START RECORD SET

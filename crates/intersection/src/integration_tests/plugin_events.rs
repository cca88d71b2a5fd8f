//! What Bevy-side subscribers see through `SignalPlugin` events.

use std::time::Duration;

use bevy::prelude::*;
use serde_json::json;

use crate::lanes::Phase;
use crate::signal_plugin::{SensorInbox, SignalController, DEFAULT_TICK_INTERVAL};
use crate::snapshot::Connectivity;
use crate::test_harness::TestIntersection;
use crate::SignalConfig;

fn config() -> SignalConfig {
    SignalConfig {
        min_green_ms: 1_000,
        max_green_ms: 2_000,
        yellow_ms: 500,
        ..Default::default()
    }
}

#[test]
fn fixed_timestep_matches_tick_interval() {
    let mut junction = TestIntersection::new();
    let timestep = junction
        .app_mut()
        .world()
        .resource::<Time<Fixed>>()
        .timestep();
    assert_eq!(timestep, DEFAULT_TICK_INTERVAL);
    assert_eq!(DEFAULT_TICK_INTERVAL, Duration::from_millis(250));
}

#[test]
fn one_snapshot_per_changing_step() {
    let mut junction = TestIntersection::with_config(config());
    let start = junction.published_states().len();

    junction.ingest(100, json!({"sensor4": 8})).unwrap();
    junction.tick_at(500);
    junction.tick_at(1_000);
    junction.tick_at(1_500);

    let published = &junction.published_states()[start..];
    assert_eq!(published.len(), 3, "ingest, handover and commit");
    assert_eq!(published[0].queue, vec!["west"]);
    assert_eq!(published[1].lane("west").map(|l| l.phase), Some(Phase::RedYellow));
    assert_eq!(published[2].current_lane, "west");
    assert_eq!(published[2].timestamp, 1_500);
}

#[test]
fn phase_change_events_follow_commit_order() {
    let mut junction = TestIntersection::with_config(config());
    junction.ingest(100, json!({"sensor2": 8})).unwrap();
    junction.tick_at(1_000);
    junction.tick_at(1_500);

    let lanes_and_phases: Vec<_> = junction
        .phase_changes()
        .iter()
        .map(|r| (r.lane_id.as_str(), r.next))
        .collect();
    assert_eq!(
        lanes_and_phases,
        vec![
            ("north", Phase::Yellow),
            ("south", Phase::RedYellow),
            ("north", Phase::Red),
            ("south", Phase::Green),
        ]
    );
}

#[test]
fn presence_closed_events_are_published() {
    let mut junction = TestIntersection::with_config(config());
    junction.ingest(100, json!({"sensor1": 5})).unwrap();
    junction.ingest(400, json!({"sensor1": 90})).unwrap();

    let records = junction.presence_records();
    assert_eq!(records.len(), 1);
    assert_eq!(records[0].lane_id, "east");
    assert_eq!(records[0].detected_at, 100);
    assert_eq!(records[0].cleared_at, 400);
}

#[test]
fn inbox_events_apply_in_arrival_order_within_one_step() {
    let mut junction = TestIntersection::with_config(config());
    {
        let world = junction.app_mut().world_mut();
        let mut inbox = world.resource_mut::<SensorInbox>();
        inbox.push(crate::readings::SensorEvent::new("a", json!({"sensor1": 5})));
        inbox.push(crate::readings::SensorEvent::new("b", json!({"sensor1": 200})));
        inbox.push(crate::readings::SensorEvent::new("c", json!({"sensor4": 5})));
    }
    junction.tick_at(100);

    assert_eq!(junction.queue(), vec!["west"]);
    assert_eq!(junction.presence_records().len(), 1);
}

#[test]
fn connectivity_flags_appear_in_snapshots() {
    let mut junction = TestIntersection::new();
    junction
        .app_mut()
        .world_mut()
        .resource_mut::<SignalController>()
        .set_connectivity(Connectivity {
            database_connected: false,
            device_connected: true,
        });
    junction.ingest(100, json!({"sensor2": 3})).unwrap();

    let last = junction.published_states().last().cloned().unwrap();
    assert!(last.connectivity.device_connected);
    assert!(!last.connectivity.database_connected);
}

END RECORD SET

_DESCRIPTION OF THE TASK_: The lines needed run from the first line of the data through the line containing "use crate::lanes::Phase;"; give them again exactly and nothing else.

_RESULT_:
filename crates/intersection/src/integration_tests/plugin_events.rs
repository cca88d71b2a5fd8f
//! What Bevy-side subscribers see through `SignalPlugin` events.

use std::time::Duration;

use bevy::prelude::*;
use serde_json::json;

use crate::lanes::Phase;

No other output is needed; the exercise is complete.